Period fabrics for 16th century costume (2023)

"What Fabric Should I Use?"

A guide to buying fabric for 16th century costume

by Drea Leed

"What fabric should I use?" is a common question asked by people who haven't had much experience with historical costuming. While it would be wonderful if there existed somewhere a 16th century shop selling completely authentic fabrics, unfortunately most of us have to content ourselves with the local fabric store.

When recreating a gown or making something to wear to a renaissance faire, your choice of fabric can make your gown fabulous--or a flop. You can wear all of the correct underpinnings, use a wonderfully period pattern, and sew it so that it fits like a dream, but if you're using the wrong type of fabric or a blatantly non-period patterned brocade, it can greatly diminish your gown's "Wow" factor.

If you're a novice sewer or making a pattern you've never tried before, try making the pattern up in a cheaper fabric first, such as the $1.88/yd. patterned cotton found on the fabric store bargain racks. Commercially made patterns never quite fit, and some patterns' directions can be confusing. There's nothing worse than realizing you just wasted 8 yards of velvet on a gown that doesn't fit anything like it should. Whenever I set out to make a dress from a pattern, either my own pattern or someone else's, I always make at least the bodice out of a fabric like twill, poplin or cheap muslin, try it on, note what needs changing, alter the pattern accordingly, and then cut out the velvet or brocade (with much greater peace of mind, I might add). It does add time onto a project, but the perfectly-fitted end result is worth the effort.

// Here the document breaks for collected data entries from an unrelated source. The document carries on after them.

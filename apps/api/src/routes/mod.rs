pub mod health;

use axum::{
    extract::DefaultBodyLimit,
    routing::{get, post},
    Router,
};

use crate::errors::AppError;
use crate::parsing::handlers;
use crate::state::AppState;

const MAX_BODY_BYTES: usize = 50 * 1024 * 1024;

async fn not_found() -> AppError {
    AppError::NotFound("No such endpoint".to_string())
}

pub fn build_router(state: AppState) -> Router {
    Router::new()
        .route("/health", get(health::health_handler))
        .route("/api/health", get(health::health_handler))
        .route("/api/parse-resume", post(handlers::handle_parse_resume))
        .fallback(not_found)
        .layer(DefaultBodyLimit::max(MAX_BODY_BYTES))
        .with_state(state)
}

#[cfg(test)]
mod tests {
    use super::*;
    use std::sync::Arc;

    use axum::{
        body::{to_bytes, Body},
        http::{header, Request, StatusCode},
    };
    use serde_json::{json, Value};
    use tower::ServiceExt;

    use crate::config::Config;
    use crate::llm_client::DisabledSource;

    fn app() -> Router {
        build_router(AppState {
            source: Arc::new(DisabledSource),
            config: Config::default(),
        })
    }

    async fn send(request: Request<Body>) -> (StatusCode, Value) {
        let response = app().oneshot(request).await.unwrap();
        let status = response.status();
        let bytes = to_bytes(response.into_body(), usize::MAX).await.unwrap();
        (status, serde_json::from_slice(&bytes).unwrap())
    }

    fn parse_request(body: Value) -> Request<Body> {
        Request::post("/api/parse-resume")
            .header(header::CONTENT_TYPE, "application/json")
            .body(Body::from(body.to_string()))
            .unwrap()
    }

    #[tokio::test]
    async fn test_health_routes() {
        for path in ["/health", "/api/health"] {
            let (status, body) = send(Request::get(path).body(Body::empty()).unwrap()).await;
            assert_eq!(status, StatusCode::OK);
            assert_eq!(body["status"], "ok");
            assert_eq!(body["service"], "resume-api");
        }
    }

    #[tokio::test]
    async fn test_short_text_is_rejected() {
        let (status, body) = send(parse_request(json!({ "text": "Jane Doe" }))).await;
        assert_eq!(status, StatusCode::BAD_REQUEST);
        assert_eq!(body["success"], false);
        assert_eq!(body["code"], "VALIDATION_ERROR");
    }

    #[tokio::test]
    async fn test_missing_text_is_rejected() {
        let (status, _) = send(parse_request(json!({}))).await;
        assert_eq!(status, StatusCode::BAD_REQUEST);
    }

    #[tokio::test]
    async fn test_parse_resume_fallback() {
        let text = "Jane Doe\nBackend Engineer\njane@x.com\n+1 415 555 0100\nEXPERIENCE\nBackend Engineer\nAcme Inc\n2020 - Present\n• Built APIs\nSKILLS\nLanguages: Python, Go\n";
        let (status, body) = send(parse_request(json!({ "text": text }))).await;
        assert_eq!(status, StatusCode::OK);
        assert_eq!(body["success"], true);
        let data = &body["data"];
        assert_eq!(data["personalInfo"]["name"], "Jane Doe");
        assert_eq!(data["personalInfo"]["email"], "jane@x.com");
        assert_eq!(data["experience"][0]["company"], "Acme Inc");
        assert_eq!(data["experience"][0]["current"], true);
        assert_eq!(data["skills"], json!(["Python", "Go"]));
        assert!(data["confidence"].as_f64().unwrap() < 1.0);
    }

    #[tokio::test]
    async fn test_unknown_route_is_404() {
        let (status, body) = send(Request::get("/nope").body(Body::empty()).unwrap()).await;
        assert_eq!(status, StatusCode::NOT_FOUND);
        assert_eq!(body["code"], "NOT_FOUND");
    }
}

How closely you follow the recommendations below depends on how authentic you want your dress to be. For attending renaissance fairs and SCA camping events, standards are much laxer than those for, say, paid re-enactors or someone entering a garment in a competiton.

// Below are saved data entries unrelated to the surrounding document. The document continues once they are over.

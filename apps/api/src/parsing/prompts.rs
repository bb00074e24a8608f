// Résumé parse prompt templates.
// The primary source gets one prompt: the extraction rules, the exact JSON
// shape, then the bounded document text.

pub const RESUME_PARSE_RULES: &str = r#"You are an expert resume parser. Extract ALL information from the resume text and return structured JSON.

CRITICAL RULES:
1. NAME: The person's FULL NAME from the first line/header. Usually 2-4 capitalized words like "Arjun Mehta". NEVER leave empty.
2. TITLE: Professional title like "Backend Software Engineer" or "Android Developer". Usually right after the name.
3. CONTACT INFO:
   - EMAIL: any address with an @ symbol
   - PHONE: any phone number, including +91 and +1 formats with spaces or dashes
   - LOCATION: City, Country (e.g. "Bengaluru, India")
   - LINKEDIN: linkedin.com/in/username URL
   - GITHUB: github.com/username URL
4. EXPERIENCE: extract EACH job separately with
   - title: exact job title
   - company: company name only
   - location: city if mentioned
   - startDate: year ("YYYY")
   - endDate: year or "Present"
   - description: all bullet points combined into one description
   - technologies: any tech mentioned for this role
5. EDUCATION: keep degree and institution SEPARATE.
   - degree: ONLY the degree (e.g. "Bachelor of Technology in Computer Science")
   - institution: ONLY the school name (e.g. "XYZ Institute of Technology")
   - field: field of study
   - graduationYear: year of graduation
6. SKILLS: skills are often in tables or labeled lists such as
   | Languages | Java, JavaScript, Python |
   Languages: Java, JavaScript, Python
   Extract ONLY the skill names. NEVER include category labels (Languages, Frontend, Backend, Databases, DevOps, Tools, Frameworks) as skills. Do not invent skills.
7. PROJECTS: extract ALL projects, including those on later pages under a "PROJECTS" header.
   Common formats: "Personal Project - Name" followed by bullets, "Open-source Project - Name", or a title followed by bullets.
   For each project extract title, description (combined bullets), type ("personal", "open-source" or "professional"), technologies (look for "Tech:" lines) and any GitHub URL.

Only extract what is explicitly written. No assumptions.

Return ONLY valid JSON in exactly this shape:
{
  "personalInfo": {
    "name": "Full Name",
    "title": "Professional Title",
    "email": "email@example.com",
    "phone": "+91 90000 12345",
    "location": "City, Country",
    "linkedin": "https://linkedin.com/in/username",
    "github": "https://github.com/username"
  },
  "experience": [
    {
      "title": "Job Title",
      "company": "Company Name",
      "location": "City",
      "startDate": "2022",
      "endDate": "Present",
      "current": true,
      "description": "Combined bullet points as sentences.",
      "technologies": ["Tech1", "Tech2"]
    }
  ],
  "education": [
    {
      "degree": "Bachelor of Technology in Computer Science",
      "institution": "XYZ Institute of Technology",
      "field": "Computer Science",
      "graduationYear": "2023",
      "gpa": ""
    }
  ],
  "skills": ["Java", "JavaScript", "Python"],
  "projects": [
    {
      "title": "Project Name",
      "description": "Description here",
      "type": "personal",
      "technologies": ["React", "Node.js"],
      "url": "",
      "github": ""
    }
  ]
}"#;

pub const RESUME_PARSE_PROMPT: &str = r#"{rules}
RESUME TEXT TO PARSE:
---
{raw_text}
---

REMINDERS:
1. Take the ACTUAL NAME from the first few lines.
2. Find the professional TITLE.
3. Extract ALL contact information.
4. Include ALL work experience with descriptions.
5. Include ALL education entries.
6. List ALL skills mentioned in tables or lists.
7. Extract ALL projects, including ones on page 2.
Now parse the resume and return ONLY valid JSON:"#;

/// Fills the prompt template with the rules and the bounded document text.
pub fn build_parse_prompt(raw_text: &str) -> String {
    RESUME_PARSE_PROMPT
        .replace("{rules}", RESUME_PARSE_RULES)
        .replace("{raw_text}", raw_text)
}
use anyhow::{Context, Result};

const DEFAULT_PORT: u16 = 5001;
const DEFAULT_PRIMARY_TIMEOUT_SECS: u64 = 90;

/// Application configuration loaded from environment variables.
/// Nothing is required; without a token the primary source is disabled.
#[derive(Debug, Clone)]
pub struct Config {
    pub hf_access_token: Option<String>,
    pub port: u16,
    /// Budget for one primary-source call, retries included.
    pub primary_timeout_secs: u64,
    pub rust_log: String,
}

impl Config {
    pub fn from_env() -> Result<Self> {
        dotenvy::dotenv().ok(); // load .env if present; ignore if missing

        Ok(Config {
            hf_access_token: optional_env("HF_ACCESS_TOKEN"),
            port: match optional_env("SERVER_PORT").or_else(|| optional_env("PORT")) {
                Some(port) => port
                    .parse::<u16>()
                    .context("SERVER_PORT must be a valid port number")?,
                None => DEFAULT_PORT,
            },
            primary_timeout_secs: match optional_env("PRIMARY_TIMEOUT_SECS") {
                Some(secs) => secs
                    .parse::<u64>()
                    .context("PRIMARY_TIMEOUT_SECS must be a whole number of seconds")?,
                None => DEFAULT_PRIMARY_TIMEOUT_SECS,
            },
            rust_log: std::env::var("RUST_LOG").unwrap_or_else(|_| "info".to_string()),
        })
    }

    /// Fallback `EnvFilter` directives when `RUST_LOG` holds no filter:
    /// this binary's own events plus HTTP request traces.
    pub fn log_directives(&self) -> String {
        format!(
            "{crate_name}={level},tower_http={level}",
            crate_name = env!("CARGO_CRATE_NAME"),
            level = self.rust_log
        )
    }
}

impl Default for Config {
    fn default() -> Self {
        Self {
            hf_access_token: None,
            port: DEFAULT_PORT,
            primary_timeout_secs: DEFAULT_PRIMARY_TIMEOUT_SECS,
            rust_log: "info".to_string(),
        }
    }
}

/// Unset and blank values both read as absent.
fn optional_env(key: &str) -> Option<String> {
    std::env::var(key)
        .ok()
        .map(|value| value.trim().to_string())
        .filter(|value| !value.is_empty())
}

#[cfg(test)]
mod tests {
    use super::*;

    #[test]
    fn test_log_directives_target_this_crate() {
        let directives = Config::default().log_directives();
        let crate_root = module_path!().split("::").next().unwrap();
        assert_eq!(directives, format!("{crate_root}=info,tower_http=info"));
    }

    #[test]
    fn test_log_directives_use_configured_level() {
        let config = Config {
            rust_log: "debug".to_string(),
            ..Config::default()
        };
        assert!(config.log_directives().ends_with("=debug,tower_http=debug"));
    }
}
//! Merges the primary result with the deterministic extractors.
//!
//! Each field group has its own named policy; there is no generic merge.

use tracing::debug;

use crate::models::resume::{
    EducationEntry, ExperienceEntry, ParsedResume, PersonalInfo, ProjectEntry, ProjectType,
    SkillSet,
};
use crate::parsing::education::extract_education_from_text;
use crate::parsing::experience::extract_experience_from_text;
use crate::parsing::normalize::normalize;
use crate::parsing::primary::PrimaryResult;
use crate::parsing::projects::extract_projects_from_text;
use crate::parsing::sanitize::sanitize_personal_info;
use crate::parsing::scoring::{score_confidence, ConfidenceWeights};
use crate::parsing::skills::{extract_skills_from_text, is_category_label};

/// Fallback skills that may be appended to a primary skill list.
/// Closed and hand-maintained.
pub const TRUSTED_SKILLS: &[&str] = &[
    "JavaScript",
    "Python",
    "Java",
    "React",
    "Node.js",
    "Express",
    "HTML",
    "CSS",
    "MongoDB",
    "PostgreSQL",
    "Docker",
    "Git",
    "GitHub",
    "AWS",
    "TypeScript",
    "REST APIs",
    "Postman",
    "VS Code",
    "GitHub Actions",
];

const MAX_SKILL_CHARS: usize = 50;

/// Output of the deterministic extractors for one document.
#[derive(Debug, Clone, Default)]
pub struct FallbackExtraction {
    pub experience: Vec<ExperienceEntry>,
    pub education: Vec<EducationEntry>,
    pub skills: SkillSet,
    pub projects: Vec<ProjectEntry>,
}

impl FallbackExtraction {
    pub fn extract(raw_text: &str) -> Self {
        let extraction = Self {
            experience: extract_experience_from_text(raw_text),
            education: extract_education_from_text(raw_text),
            skills: extract_skills_from_text(raw_text),
            projects: extract_projects_from_text(raw_text),
        };
        debug!(
            experience = extraction.experience.len(),
            education = extraction.education.len(),
            skills = extraction.skills.len(),
            projects = extraction.projects.len(),
            "fallback extraction complete"
        );
        extraction
    }
}

pub fn reconcile(
    primary: PrimaryResult,
    fallback: &FallbackExtraction,
    raw_text: &str,
) -> ParsedResume {
    let (primary, succeeded) = match primary {
        PrimaryResult::Success(resume) => (resume, true),
        PrimaryResult::Unavailable => (ParsedResume::default(), false),
    };

    let mut resume = ParsedResume {
        personal_info: reconcile_personal_info(&primary.personal_info, raw_text),
        experience: first_non_empty(primary.experience, &fallback.experience),
        education: first_non_empty(primary.education, &fallback.education),
        skills: reconcile_skills(&primary.skills, &fallback.skills),
        projects: reconcile_projects(primary.projects, &fallback.projects),
        confidence: 0.0,
    };

    resume.confidence = if succeeded {
        1.0
    } else {
        score_confidence(&resume, &ConfidenceWeights::default())
    };
    resume
}

/// Primary fields as given, always repaired against the raw text.
fn reconcile_personal_info(primary: &PersonalInfo, raw_text: &str) -> PersonalInfo {
    sanitize_personal_info(primary, raw_text)
}

/// No merge: the primary list wins whenever it has anything.
fn first_non_empty<T: Clone>(primary: Vec<T>, fallback: &[T]) -> Vec<T> {
    if primary.is_empty() {
        fallback.to_vec()
    } else {
        primary
    }
}

/// Primary skills, plus trusted fallback skills it missed. Without primary
/// skills the fallback set is used whole.
fn reconcile_skills(primary: &SkillSet, fallback: &SkillSet) -> SkillSet {
    let mut skills: SkillSet = primary
        .iter()
        .filter(|skill| !is_category_label(skill))
        .collect();

    if skills.is_empty() {
        skills = fallback.clone();
    } else {
        for skill in fallback.iter().filter(|skill| is_trusted_skill(skill)) {
            skills.insert(skill);
        }
    }

    skills.retain(|skill| {
        let len = skill.chars().count();
        len > 1 && len < MAX_SKILL_CHARS && !is_category_label(skill)
    });
    skills
}

fn is_trusted_skill(skill: &str) -> bool {
    TRUSTED_SKILLS
        .iter()
        .any(|trusted| trusted.eq_ignore_ascii_case(skill.trim()))
}

fn reconcile_projects(primary: Vec<ProjectEntry>, fallback: &[ProjectEntry]) -> Vec<ProjectEntry> {
    if primary.is_empty() {
        return fallback.iter().cloned().map(normalize_project_text).collect();
    }

    primary
        .into_iter()
        .map(normalize_project_text)
        .map(|project| match matching_project(&project.title, fallback) {
            Some(found) => backfill_project(project, found),
            None => project,
        })
        .collect()
}

fn normalize_project_text(mut project: ProjectEntry) -> ProjectEntry {
    project.title = normalize(&project.title);
    project.description = normalize(&project.description);
    project
}

/// Exact or substring match on titles, ignoring case, in either direction.
fn matching_project<'a>(title: &str, fallback: &'a [ProjectEntry]) -> Option<&'a ProjectEntry> {
    let title = title.to_lowercase();
    if title.is_empty() {
        return None;
    }
    fallback.iter().find(|candidate| {
        let other = candidate.title.to_lowercase();
        !other.is_empty() && (other.contains(&title) || title.contains(&other))
    })
}

/// Fills only the fields the primary left empty.
fn backfill_project(mut project: ProjectEntry, found: &ProjectEntry) -> ProjectEntry {
    if project.description.is_empty() {
        project.description = normalize(&found.description);
    }
    if project.technologies.is_empty() {
        project.technologies = found.technologies.clone();
    }
    if project.github.is_empty() {
        project.github = found.github.clone();
    }
    // An unrecognised primary type reads as the default.
    if project.project_type == ProjectType::default() {
        project.project_type = found.project_type;
    }
    project
}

Here are some fabrics suitable for the costume of the period:

Wool

    Wool was a very popular fabric in Elizabethan times; in fact, much of the economy revolved around the wool trade. The wardrobe of an Elizabethan peasant or a merchant's wife was composed largely of wool garments. The quality and variety of the wool textiles worn by the people of the 16th century was, surprisingly enough, equal to or even better than the wool fabrics we have today. Wool was used to weave fine, sheer veiling, heavy coat-weight fabrics, patterned brocades, and even satin and velvet. It was made into gowns, doublets, hose, sleeves, hats, capes, coats, veils, stockings, tunics, jerkins...the list goes on and on.

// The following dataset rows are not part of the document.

//! Name and title extractors.
//!
//! Both return an empty string when nothing is found; callers decide what
//! absence means.

use std::sync::LazyLock;

use regex::Regex;

/// How many non-empty lines the explicit `Name:` label is searched in.
const LABEL_SCAN_LINES: usize = 15;
/// How many non-empty lines the header heuristic examines.
const HEADER_SCAN_LINES: usize = 10;
/// How many non-empty lines the bare-pattern fallback examines.
const FALLBACK_SCAN_LINES: usize = 5;

static NAME_LABEL_RE: LazyLock<Regex> = LazyLock::new(|| {
    Regex::new(r"\b(?i:full\s+name|name)\s*[:\-]\s*([A-Z][a-z]+(?:\s+[A-Z][a-z]+){1,3})")
        .expect("valid regex")
});

static LONG_DIGIT_RUN_RE: LazyLock<Regex> =
    LazyLock::new(|| Regex::new(r"\d{10,}").expect("valid regex"));

/// Lines that open with these are headers or labels, never a name.
static NON_NAME_LINE_RE: LazyLock<Regex> = LazyLock::new(|| {
    Regex::new(
        r"(?i)^(?:resume|cv|curriculum|portfolio|step|personal|experience|education|skills|projects)|^(?:phone|email|address|location|professional\s+title)\s*:",
    )
    .expect("valid regex")
});

/// Banners stamped by résumé builder tools.
static GENERATOR_BANNER_RE: LazyLock<Regex> =
    LazyLock::new(|| Regex::new(r"(?i)^(?:apex|builder)|generated").expect("valid regex"));

static NAME_WORD_SHAPES: LazyLock<Vec<Regex>> = LazyLock::new(|| {
    [
        r"^[A-Z][a-z]+$",
        r"^[A-Z]+$",
        r"^[A-Z][a-z]+'[a-z]+$",
        r"^[A-Z][a-z]*\.?$",
    ]
    .into_iter()
    .map(|p| Regex::new(p).expect("valid regex"))
    .collect()
});

const HONORIFIC_TOKENS: &[&str] = &[
    "Mr.", "Mrs.", "Ms.", "Dr.", "Prof.", "Jr.", "Sr.", "Resume", "CV", "Portfolio",
];

static ROLE_NOISE_RE: LazyLock<Regex> = LazyLock::new(|| {
    Regex::new(
        r"(?i)^(?:Senior|Junior|Lead|Staff|Software|Frontend|Backend|Full|Stack|Developer|Engineer|Manager|Analyst|Designer|Architect|Mobile|Web|Android|iOS|Data|Product|Project)$",
    )
    .expect("valid regex")
});

static BARE_NAME_RE: LazyLock<Regex> = LazyLock::new(|| {
    Regex::new(r"^([A-Z][a-z]+\s+[A-Z][a-z]+(?:\s+[A-Z][a-z]+)?)\s*$").expect("valid regex")
});

/// Title patterns in priority order; the first capture is the title.
static TITLE_PATTERNS: LazyLock<Vec<Regex>> = LazyLock::new(|| {
    [
        // "[Senior] Backend Engineer", "Lead Android Developer"
        r"(?m)^[ \t]*((?:[A-Z][a-z]+ )?(?:Software|Android|iOS|Web|Full[- ]?Stack|Frontend|Backend|Mobile|Data|ML|AI|Cloud|DevOps|QA|UI/UX|Product|Project|Technical) (?:Engineer|Developer|Designer|Manager|Lead|Architect|Analyst|Specialist))\b",
        // "Senior Platform Engineer"
        r"(?m)^[ \t]*((?:Senior|Junior|Lead|Principal|Staff) [A-Z][a-z]+ (?:Engineer|Developer|Designer|Manager))\b",
        // "Title: Solutions Architect"
        r"(?i)(?:Professional Title|Title|Role|Position)[: \t]+([A-Za-z \t]+(?:Engineer|Developer|Designer|Manager|Analyst|Architect))",
    ]
    .into_iter()
    .map(|p| Regex::new(p).expect("valid regex"))
    .collect()
});

pub(crate) fn non_empty_lines(text: &str) -> Vec<&str> {
    text.lines()
        .map(str::trim)
        .filter(|l| !l.is_empty())
        .collect()
}

/// Recovers the candidate's name from the top of the document.
pub fn extract_name(text: &str) -> String {
    let lines = non_empty_lines(text);

    let by_label = lines
        .iter()
        .take(LABEL_SCAN_LINES)
        .find_map(|line| NAME_LABEL_RE.captures(line).map(|c| c[1].trim().to_string()));
    if let Some(name) = by_label {
        return name;
    }

    let by_header = lines
        .iter()
        .take(HEADER_SCAN_LINES)
        .filter(|line| !is_contact_or_header_line(line))
        .find_map(|line| name_from_header_line(line));
    if let Some(name) = by_header {
        return name;
    }

    lines
        .iter()
        .take(FALLBACK_SCAN_LINES)
        .find_map(|line| BARE_NAME_RE.captures(line).map(|c| c[1].to_string()))
        .unwrap_or_default()
}

fn is_contact_or_header_line(line: &str) -> bool {
    let lower = line.to_lowercase();
    line.contains('@')
        || lower.contains("http")
        || lower.contains("linkedin")
        || lower.contains("github")
        || LONG_DIGIT_RUN_RE.is_match(line)
        || NON_NAME_LINE_RE.is_match(line)
        || GENERATOR_BANNER_RE.is_match(line)
}

fn name_from_header_line(line: &str) -> Option<String> {
    let words: Vec<&str> = line.split_whitespace().collect();
    if !(2..=4).contains(&words.len()) {
        return None;
    }
    let shaped = words
        .iter()
        .all(|w| NAME_WORD_SHAPES.iter().any(|re| re.is_match(w)));
    if !shaped {
        return None;
    }

    let kept: Vec<&str> = words
        .into_iter()
        .filter(|w| !HONORIFIC_TOKENS.contains(w) && !ROLE_NOISE_RE.is_match(w))
        .collect();
    (2..=4).contains(&kept.len()).then(|| kept.join(" "))
}

/// Recovers a professional title such as "Backend Engineer".
pub fn extract_title(text: &str) -> String {
    TITLE_PATTERNS
        .iter()
        .find_map(|re| re.captures(text).map(|c| c[1].trim().to_string()))
        .unwrap_or_default()
}

#[cfg(test)]
mod tests {
    use super::*;

    #[test]
    fn test_name_from_label() {
        let text = "CURRICULUM VITAE\nFull Name: Arjun Mehta\nEmail: a@b.com";
        assert_eq!(extract_name(text), "Arjun Mehta");
    }

    #[test]
    fn test_name_from_first_line() {
        let text = "Jane Doe\nBackend Engineer\njane@x.com";
        assert_eq!(extract_name(text), "Jane Doe");
    }

    #[test]
    fn test_name_skips_contact_and_banner_lines() {
        let text = "Generated by APEX Resume Builder\njane@x.com | +14155550100\nRESUME\nMary Ann Smith\n";
        assert_eq!(extract_name(text), "Mary Ann Smith");
    }

    #[test]
    fn test_name_strips_honorifics_and_role_noise() {
        assert_eq!(extract_name("Dr. John Smith\nSomewhere"), "John Smith");
        assert_eq!(
            extract_name("Priya Sharma Android Developer\nBengaluru"),
            "Priya Sharma"
        );
    }

    #[test]
    fn test_name_allows_all_caps_and_apostrophes() {
        assert_eq!(extract_name("JOHN SMITH\nx"), "JOHN SMITH");
        assert_eq!(extract_name("Ra'shad Ali\nx"), "Ra'shad Ali");
    }

    #[test]
    fn test_role_line_is_not_a_name() {
        assert_eq!(
            extract_name("Senior Software Engineer at Acme\nfoo bar baz qux quux"),
            ""
        );
    }

    #[test]
    fn test_name_absent() {
        assert_eq!(extract_name("hello world\n12345\n"), "");
        assert_eq!(extract_name(""), "");
    }

    #[test]
    fn test_title_domain_role() {
        let text = "Jane Doe\nBackend Engineer\njane@x.com";
        assert_eq!(extract_title(text), "Backend Engineer");
        assert_eq!(
            extract_title("Sam Lee\nSenior Android Developer\n"),
            "Senior Android Developer"
        );
    }

    #[test]
    fn test_title_seniority_prefixed() {
        assert_eq!(
            extract_title("Sam Lee\nPrincipal Platform Engineer\n"),
            "Principal Platform Engineer"
        );
    }

    #[test]
    fn test_title_from_label() {
        assert_eq!(
            extract_title("Sam Lee\nRole: Solutions Architect\n"),
            "Solutions Architect"
        );
    }

    #[test]
    fn test_title_absent() {
        assert_eq!(extract_title("Sam Lee\nLikes hiking\n"), "");
    }
}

    If you want to make a certifiably authentic outfit for a peasant, laborer, merchant, or even lesser nobility, wool is the best choice. You can use real couture wool, which is quite expensive, or use a "wool lookalike" fabric, usually a wool/acrylic blend. One word of warning--if you use cheaper wool/acrylic fabric and wear the clothing often, small balls of fibre will appear on the surface of the wool, rather like those which appear on sweaters.

    Solid color wools are the safest bet for an authentic garment. Some striped or multicolored wool fabrics are permissible as well, if they're woven into the fabric rather than printed on. I haven't seen much documentation for plaid wool weaves, outside of the usual Scottish Highland dress. Modern woven patterns, such as houndstooth, are right out.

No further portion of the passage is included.